Mu­tua­li­ser l'éner­gie pour des con­cepts in­no­vants

Concevoir à l’échelle du quartier permet la mutualisation et la centralisation des infrastructures nécessaires à la production de chaleur ou de froid, comme le montre l'exemple du projet genevois Quai Vernets et ses 1350 logements.

Date de publication
23-03-2021

Une approche globale

La concrétisation des objectifs des politiques énergétiques et climatiques, récemment renforcées par le décret de l’état d’urgence climatique énoncé par certains cantons et certaines villes, passe par la réduction des besoins en énergies et l’abandon des énergies fossiles au profit des renouvelables. Mais des changements fondamentaux se sont produits ces dernières années, et ils ont eu un impact plus fort sur la conception et l’approche de l’énergie. En effet, nous sommes passés d’une approche discrète, au cas par cas, où chaque bâtiment développait sa solution pour couvrir ses différents besoins – chaleur, froid et électricité – à une approche globale pour des quartiers entiers. Ce changement rend nécessaires des concepts globaux ainsi qu’une collaboration accrue entre le développeur du projet de construction et l’entreprise d’approvisionnement énergétique, de la planification à la réalisation du projet, pour que ceux-ci soient cohérents et économiquement viables.

Des objectifs ambitieux

Les Principes directeurs pour une Société à 2000 watts ont été révisés en 2020 pour s’adapter à la politique énergétique et climatique. Ils prennent en compte l’urgence climatique, en accélérant le calendrier à 2050, et posent trois objectifs :

  • efficacité énergétique, avec 2000 watts d’énergie primaire par personne, exprimée en puissance continue,
  • neutralité climatique, avec zéro émission de gaz à effet de serre (GES) liée à la consommation d’énergie (objectif zéro émission nette),
  • durabilité, avec la mise en œuvre de 100 % d’énergie renouvelable.

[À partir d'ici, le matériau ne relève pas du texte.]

use reqwest::header;
use serde::Deserialize;
use url::Url;

use crate::config::OauthConfig;
use crate::error::{AppError, AppResult};

const USER_AGENT: &str = concat!("retube/", env!("CARGO_PKG_VERSION"));

/// Client for the two-step GitHub OAuth handshake: redirect the browser to
/// the authorize endpoint, then exchange the returned code for an access
/// token and read the profile + verified email list.
#[derive(Clone)]
pub struct GithubClient {
    http: reqwest::Client,
    config: OauthConfig,
}

#[derive(Debug, Clone, Deserialize)]
pub struct GithubProfile {
    pub login: String,
    pub name: Option<String>,
    pub avatar_url: Option<String>,
    pub location: Option<String>,
}

#[derive(Debug, Clone, Deserialize)]
pub struct GithubEmail {
    pub email: String,
    pub primary: bool,
    pub verified: bool,
}

#[derive(Debug, Deserialize)]
struct TokenResponse {
    access_token: Option<String>,
}

impl GithubClient {
    pub fn new(config: OauthConfig) -> Self {
        Self {
            http: reqwest::Client::new(),
            config,
        }
    }

    /// Build the authorize URL for the redirect step. Signup on the provider
    /// side is disallowed; we only want existing GitHub identities.
    pub fn authorization_url(&self) -> AppResult<String> {
        let mut url = Url::parse(&self.config.authorize_url)
            .map_err(|e| AppError::Internal(format!("bad authorize_url in config: {}", e)))?;
        url.query_pairs_mut()
            .append_pair("client_id", &self.config.client_id)
            .append_pair("allow_signup", "false")
            .append_pair("scope", "read:user user:email");
        Ok(url.into())
    }

    /// Exchange the callback code for an access token. `None` means the
    /// provider declined to issue one (bad or expired code).
    pub async fn exchange_code(&self, code: &str) -> AppResult<Option<String>> {
        let response = self
            .http
            .post(&self.config.token_url)
            .header(header::ACCEPT, "application/json")
            .header(header::USER_AGENT, USER_AGENT)
            .form(&[
                ("client_id", self.config.client_id.as_str()),
                ("client_secret", self.config.client_secret.as_str()),
                ("code", code),
            ])
            .send()
            .await?;

        let body: TokenResponse = response.json().await?;
        Ok(body.access_token)
    }

    pub async fn fetch_profile(&self, access_token: &str) -> AppResult<GithubProfile> {
        let response = self
            .http
            .get(format!("{}/user", self.config.api_url))
            .header(header::USER_AGENT, USER_AGENT)
            .bearer_auth(access_token)
            .send()
            .await?;

        Ok(response.json().await?)
    }

    pub async fn fetch_emails(&self, access_token: &str) -> AppResult<Vec<GithubEmail>> {
        let response = self
            .http
            .get(format!("{}/user/emails", self.config.api_url))
            .header(header::USER_AGENT, USER_AGENT)
            .bearer_auth(access_token)
            .send()
            .await?;

        Ok(response.json().await?)
    }
}

/// Select the address the provider marks both primary and verified. Accounts
/// may carry any number of extra addresses; only this one links identities.
pub fn primary_verified_email(emails: &[GithubEmail]) -> Option<&str> {
    emails
        .iter()
        .find(|e| e.primary && e.verified)
        .map(|e| e.email.as_str())
}

#[cfg(test)]
mod tests {
    use super::*;

    fn client() -> GithubClient {
        GithubClient::new(OauthConfig {
            client_id: "my-client-id".to_string(),
            client_secret: "secret".to_string(),
            ..OauthConfig::default()
        })
    }

    #[test]
    fn authorization_url_carries_client_id_and_scopes() {
        let url = client().authorization_url().unwrap();
        let parsed = Url::parse(&url).unwrap();
        assert_eq!(parsed.host_str(), Some("github.com"));

        let pairs: Vec<(String, String)> = parsed
            .query_pairs()
            .map(|(k, v)| (k.into_owned(), v.into_owned()))
            .collect();
        assert!(pairs.contains(&("client_id".into(), "my-client-id".into())));
        assert!(pairs.contains(&("allow_signup".into(), "false".into())));
        assert!(pairs.contains(&("scope".into(), "read:user user:email".into())));
    }

    #[test]
    fn token_response_tolerates_missing_token() {
        let body: TokenResponse =
            serde_json::from_str(r#"{"error": "bad_verification_code"}"#).unwrap();
        assert!(body.access_token.is_none());

        let body: TokenResponse =
            serde_json::from_str(r#"{"access_token": "gho_abc", "token_type": "bearer"}"#).unwrap();
        assert_eq!(body.access_token.as_deref(), Some("gho_abc"));
    }

    #[test]
    fn primary_verified_email_skips_unverified_primary() {
        let emails = vec![
            GithubEmail {
                email: "primary@example.com".into(),
                primary: true,
                verified: false,
            },
            GithubEmail {
                email: "secondary@example.com".into(),
                primary: false,
                verified: true,
            },
        ];
        assert_eq!(primary_verified_email(&emails), None);
    }

    #[test]
    fn primary_verified_email_picks_the_right_one() {
        let emails = vec![
            GithubEmail {
                email: "old@example.com".into(),
                primary: false,
                verified: true,
            },
            GithubEmail {
                email: "me@example.com".into(),
                primary: true,
                verified: true,
            },
        ];
        assert_eq!(primary_verified_email(&emails), Some("me@example.com"));
    }

    #[test]
    fn primary_verified_email_empty_list() {
        assert_eq!(primary_verified_email(&[]), None);
    }
}
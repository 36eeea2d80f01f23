use axum::extract::{Path, State};
use axum::http::StatusCode;
use axum::response::{IntoResponse, Response};
use axum::routing::{delete, post};
use axum::{Json, Router};
use rusqlite::params;
use serde::{Deserialize, Serialize};

use crate::error::{AppError, AppResult};
use crate::extractors::CurrentUser;
use crate::state::AppState;

pub fn router() -> Router<AppState> {
    Router::new()
        .route("/api/videos/{id}/view", post(register_view))
        .route("/api/videos/{id}/comment", post(create_comment))
        .route("/api/comments/{id}", delete(delete_comment))
}

/// Count a playback. The increment happens in a single UPDATE so concurrent
/// viewers never lose counts to a read-modify-write race.
pub async fn register_view(
    State(state): State<AppState>,
    Path(id): Path<String>,
) -> AppResult<Response> {
    let conn = state.db.get()?;
    let changed = conn.execute(
        "UPDATE videos SET views = views + 1 WHERE id = ?1",
        params![id],
    )?;

    if changed == 0 {
        return Err(AppError::NotFound);
    }
    Ok(StatusCode::OK.into_response())
}

#[derive(Deserialize)]
pub struct CreateCommentRequest {
    pub text: String,
}

#[derive(Serialize)]
pub struct CreateCommentResponse {
    pub new_comment_id: String,
}

pub async fn create_comment(
    State(state): State<AppState>,
    user: CurrentUser,
    Path(video_id): Path<String>,
    Json(req): Json<CreateCommentRequest>,
) -> AppResult<Response> {
    let body = req.text.trim().to_string();
    if body.is_empty() {
        return Err(AppError::BadRequest("Comment cannot be empty".into()));
    }

    let comment_id = uuid::Uuid::now_v7().to_string();
    let conn = state.db.get()?;

    // Verify the video exists before attaching anything to it
    let _: String = conn
        .query_row(
            "SELECT id FROM videos WHERE id = ?1",
            params![video_id],
            |r| r.get(0),
        )
        .map_err(|_| AppError::NotFound)?;

    conn.execute(
        "INSERT INTO comments (id, video_id, user_id, body) VALUES (?1, ?2, ?3, ?4)",
        params![comment_id, video_id, user.id, body],
    )?;

    Ok((
        StatusCode::CREATED,
        Json(CreateCommentResponse {
            new_comment_id: comment_id,
        }),
    )
        .into_response())
}

pub async fn delete_comment(
    State(state): State<AppState>,
    user: CurrentUser,
    Path(id): Path<String>,
) -> AppResult<Response> {
    let conn = state.db.get()?;

    let owner_id: String = conn
        .query_row(
            "SELECT user_id FROM comments WHERE id = ?1",
            params![id],
            |r| r.get(0),
        )
        .map_err(|_| AppError::NotFound)?;

    if owner_id != user.id {
        return Err(AppError::Forbidden);
    }

    conn.execute("DELETE FROM comments WHERE id = ?1", params![id])?;
    Ok(StatusCode::OK.into_response())
}

#[cfg(test)]
mod tests {
    use r2d2::Pool;
    use r2d2_sqlite::SqliteConnectionManager;
    use rusqlite::params;

    fn seeded_pool() -> crate::state::DbPool {
        let manager = SqliteConnectionManager::memory();
        let pool = Pool::builder().max_size(1).build(manager).unwrap();
        crate::db::run_migrations(&pool).unwrap();
        let conn = pool.get().unwrap();
        conn.execute(
            "INSERT INTO users (id, username, email, name) VALUES ('u1', 'alice', 'a@b.c', 'Alice')",
            [],
        )
        .unwrap();
        conn.execute(
            "INSERT INTO videos (id, owner_id, title, file_path, thumb_path)
             VALUES ('v1', 'u1', 'First', 'f.mp4', 't.jpg')",
            [],
        )
        .unwrap();
        pool
    }

    #[test]
    fn view_increment_is_a_single_update() {
        let pool = seeded_pool();
        let conn = pool.get().unwrap();

        for _ in 0..3 {
            let changed = conn
                .execute("UPDATE videos SET views = views + 1 WHERE id = 'v1'", [])
                .unwrap();
            assert_eq!(changed, 1);
        }

        let views: i64 = conn
            .query_row("SELECT views FROM videos WHERE id = 'v1'", [], |r| r.get(0))
            .unwrap();
        assert_eq!(views, 3);
    }

    #[test]
    fn view_increment_on_missing_video_touches_nothing() {
        let pool = seeded_pool();
        let conn = pool.get().unwrap();
        let changed = conn
            .execute(
                "UPDATE videos SET views = views + 1 WHERE id = ?1",
                params!["missing"],
            )
            .unwrap();
        assert_eq!(changed, 0);
    }
}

Pour la mise en œuvre, ce document propose 14 principes d’action.

Au plan régional, le Canton de Vaud a publié en 2020 son Plan climat cantonal et le Canton de Genève le Plan directeur de l’énergie 2020-2030. Chacun de ces documents se décline en près de 30 mesures stratégiques ou fiches d’action. Le domaine des bâtiments et les réseaux thermiques y figurent en bonne place.

Ce qui se fait aujourd’hui…

En ce qui concerne le domaine de l’énergie d’exploitation dans les bâtiments, les connaissances et les aspects techniques pour réduire les besoins et utiliser des énergies renouvelables sont connus et maîtrisés – isolation des bâtiments, chauffage avec une source renouvelable, pose de panneaux solaires photovoltaïques en toiture, etc. – même s’ils ne sont pas toujours mis en œuvre, en particulier dans le cadre de la rénovation des bâtiments.

D’autre part, de nombreuses entreprises d’approvisionnement énergétique (EAE) proposent déjà uniquement de l’électricité renouvelable, notamment les Services industriels de Genève (SIG) et les Services industriels de Lausanne (SIL). Elles développent de nouveaux réseaux de chauffage urbain avec des parts d’énergies renouvelables proches ou supérieures à 90 % et entreprennent la transformation de leurs réseaux urbains pour atteindre la neutralité climatique d’ici au plus tard 2050.

Cependant, les besoins en énergie d’un bâtiment sont souvent traités individuellement, avec une solution propre pour chaque besoin : production de chaleur pour le chauffage et l’eau chaude sanitaire, production de froid pour le rafraîchissement et couverture des besoins en électricité par le réseau électrique, éventuellement complété par une installation solaire photovoltaïque.

… Et ce qui change

L’élargissement du périmètre du bâtiment à l’échelle du quartier a conduit à la transformation des concepts énergétiques et à leur diffusion. Ces concepts mettent en avant la mutualisation des infrastructures, grâce à des productions de chaleur ou de froid centralisées qui sont ensuite distribuées dans les différents bâtiments, voire même une mutualisation des besoins thermiques grâce à un réseau anergie.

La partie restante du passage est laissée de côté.